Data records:

//! Streaming line scanner for DSL sources.
//!
//! Decodes a possibly-compressed source into lines carrying their byte
//! offset in the uncompressed stream, consumes the leading `#` header
//! directives, and strips `{{ … }}` comments while threading the
//! open-comment state across lines.

use std::path::Path;

use log::{debug, warn};

use super::dictzip::DzReader;
use super::encoding::{self, detect_bom};
use super::error::Result;
use super::markup;
use super::models::DslEncoding;

pub struct DslScanner {
    encoding: DslEncoding,
    /// Total length of the uncompressed source in bytes.
    source_len: u64,
    /// Decoded lines (without terminators) with their source-byte offsets.
    lines: Vec<(String, u64)>,
    next: usize,
    lines_read: u32,
    in_comment: bool,

    dictionary_name: String,
    lang_from: String,
    lang_to: String,
    sound_dictionary: String,
}

impl DslScanner {
    /// Open a `.dsl` or `.dsl.dz` source and position the scanner on the
    /// first line after the header directives.
    pub fn open(path: &Path) -> Result<DslScanner> {
        let mut dz = DzReader::open(path)?;
        let data = dz.read_all()?;
        Self::from_bytes(&data)
    }

    pub fn from_bytes(data: &[u8]) -> Result<DslScanner> {
        let (bom_encoding, bom_len) = match detect_bom(data) {
            Some((enc, len)) => (Some(enc), len),
            None => (None, 0),
        };

        // An explicit #ENCODING directive wins over the BOM; with neither,
        // historical DSL files are UTF-16LE.
        let encoding = probe_encoding_directive(data, bom_len)
            .or(bom_encoding)
            .unwrap_or(DslEncoding::Utf16LE);

        let lines = split_lines(data, encoding, bom_len)?;

        let mut scanner = DslScanner {
            encoding,
            source_len: data.len() as u64,
            lines,
            next: 0,
            lines_read: 0,
            in_comment: false,
            dictionary_name: String::new(),
            lang_from: String::new(),
            lang_to: String::new(),
            sound_dictionary: String::new(),
        };
        scanner.consume_directives();
        Ok(scanner)
    }

    fn consume_directives(&mut self) {
        while self.next < self.lines.len() {
            let line = markup::trim_dsl_ws(&self.lines[self.next].0).to_string();
            if !line.starts_with('#') {
                break;
            }
            self.next += 1;
            self.lines_read += 1;

            let (key, value) = parse_directive(&line);
            match key.as_str() {
                "#NAME" => self.dictionary_name = value,
                "#INDEX_LANGUAGE" => self.lang_from = value,
                "#CONTENTS_LANGUAGE" => self.lang_to = value,
                "#SOUND_DICTIONARY" => self.sound_dictionary = value,
                "#ENCODING" => {} // already applied during detection
                _ => debug!("Skipping unknown DSL directive: {}", key),
            }
        }
    }

    /// Return the next line and its source-byte offset, stripping comments.
    /// With `skip_blank`, lines that are empty after comment stripping are
    /// silently consumed.
    pub fn read_next_line(&mut self, skip_blank: bool) -> Option<(String, u64)> {
        while self.next < self.lines.len() {
            let (raw, offset) = &self.lines[self.next];
            let offset = *offset;
            let stripped = markup::strip_comments(raw, &mut self.in_comment);
            self.next += 1;
            self.lines_read += 1;

            if skip_blank && stripped.is_empty() {
                continue;
            }
            return Some((stripped, offset));
        }
        None
    }

    /// 1-based count of physical lines consumed so far, for diagnostics.
    pub fn lines_read(&self) -> u32 {
        self.lines_read
    }

    pub fn encoding(&self) -> DslEncoding {
        self.encoding
    }

    /// Length of the uncompressed source in bytes; serves as the end
    /// offset of the final article.
    pub fn source_len(&self) -> u64 {
        self.source_len
    }

    pub fn dictionary_name(&self) -> &str {
        &self.dictionary_name
    }

    pub fn lang_from(&self) -> &str {
        &self.lang_from
    }

    pub fn lang_to(&self) -> &str {
        &self.lang_to
    }

    pub fn sound_dictionary_name(&self) -> &str {
        &self.sound_dictionary
    }
}

/// Parse `#KEY "value"` (or `#KEY value`) into its parts.
fn parse_directive(line: &str) -> (String, String) {
    let mut parts = line.splitn(2, |c| markup::is_dsl_ws(c));
    let key = parts.next().unwrap_or("").to_ascii_uppercase();
    let value = parts
        .next()
        .map(|v| markup::trim_dsl_ws(v).trim_matches('"').to_string())
        .unwrap_or_default();
    (key, value)
}

/// Look for an `#ENCODING` directive at the head of the file, trying the
/// plausible code-unit interpretations. The directive takes precedence
/// over the BOM.
fn probe_encoding_directive(data: &[u8], bom_len: usize) -> Option<DslEncoding> {
    for candidate in [
        DslEncoding::Utf8,
        DslEncoding::Utf16LE,
        DslEncoding::Utf16BE,
    ] {
        if let Some(first) = first_line(data, candidate, bom_len) {
            if let Ok(text) = encoding::decode(&first, candidate) {
                let text = markup::trim_dsl_ws(&text);
                if let Some(rest) = text.strip_prefix("#ENCODING") {
                    let name = markup::trim_dsl_ws(rest).trim_matches('"');
                    return Some(DslEncoding::from_name(name));
                }
            }
        }
    }
    None
}

fn first_line(data: &[u8], encoding: DslEncoding, bom_len: usize) -> Option<Vec<u8>> {
    let width = encoding.code_unit_width();
    let mut lf = [0u8; 4];
    let lf_len = encoding::encode_unit(b'\n', encoding, &mut lf);
    let mut cr = [0u8; 4];
    encoding::encode_unit(b'\r', encoding, &mut cr);

    let body = &data[bom_len.min(data.len())..];
    let mut i = 0;
    while i + width <= body.len() {
        let unit = &body[i..i + width];
        if unit == &lf[..lf_len] || unit == &cr[..lf_len] {
            return Some(body[..i].to_vec());
        }
        i += width;
    }
    if body.is_empty() {
        None
    } else {
        Some(body.to_vec())
    }
}

/// Split the raw byte stream into decoded lines, each tagged with the byte
/// offset of its first byte. Terminators are `\n`, `\r` or `\r\n` encoded
/// at the encoding's code-unit width.
fn split_lines(data: &[u8], encoding: DslEncoding, bom_len: usize) -> Result<Vec<(String, u64)>> {
    let width = encoding.code_unit_width();
    let mut lf = [0u8; 4];
    encoding::encode_unit(b'\n', encoding, &mut lf);
    let mut cr = [0u8; 4];
    encoding::encode_unit(b'\r', encoding, &mut cr);
    let lf = &lf[..width];
    let cr = &cr[..width];

    // Ignore a trailing partial code unit rather than failing the whole file.
    let usable = bom_len + (data.len() - bom_len) / width * width;
    if usable < data.len() {
        warn!("Source ends with a partial code unit; trailing bytes ignored");
    }
    let data = &data[..usable];

    let mut lines = Vec::new();
    let mut line_start = bom_len;
    let mut i = bom_len;
    while i + width <= data.len() {
        let unit = &data[i..i + width];
        if unit == lf || unit == cr {
            let text = encoding::decode(&data[line_start..i], encoding)?;
            lines.push((text, line_start as u64));
            i += width;
            if unit == cr && i + width <= data.len() && &data[i..i + width] == lf {
                i += width;
            }
            line_start = i;
        } else {
            i += width;
        }
    }
    if line_start < data.len() {
        let text = encoding::decode(&data[line_start..], encoding)?;
        lines.push((text, line_start as u64));
    }
    Ok(lines)
}

/// Map a `#INDEX_LANGUAGE` / `#CONTENTS_LANGUAGE` name to a packed
/// two-letter ISO 639-1 code. Unknown names map to zero.
pub fn language_code(name: &str) -> u32 {
    let code2 = match name.to_ascii_lowercase().as_str() {
        "english" => "en",
        "russian" => "ru",
        "german" => "de",
        "french" => "fr",
        "spanish" => "es",
        "italian" => "it",
        "portuguese" => "pt",
        "dutch" => "nl",
        "polish" => "pl",
        "czech" => "cs",
        "ukrainian" => "uk",
        "belarusian" => "be",
        "bulgarian" => "bg",
        "hungarian" => "hu",
        "finnish" => "fi",
        "swedish" => "sv",
        "norwegian" => "no",
        "danish" => "da",
        "turkish" => "tr",
        "arabic" => "ar",
        "hebrew" => "he",
        "greek" => "el",
        "latin" => "la",
        "chinese" => "zh",
        "japanese" => "ja",
        "korean" => "ko",
        _ => return 0,
    };
    let bytes = code2.as_bytes();
    bytes[0] as u32 | (bytes[1] as u32) << 8
}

• **Exercise requirements**: Using the entries above, copy out all lines that contain the string "after".

• **Response for this exercise**:
    /// first line after the header directives.
    /// With `skip_blank`, lines that are empty after comment stripping are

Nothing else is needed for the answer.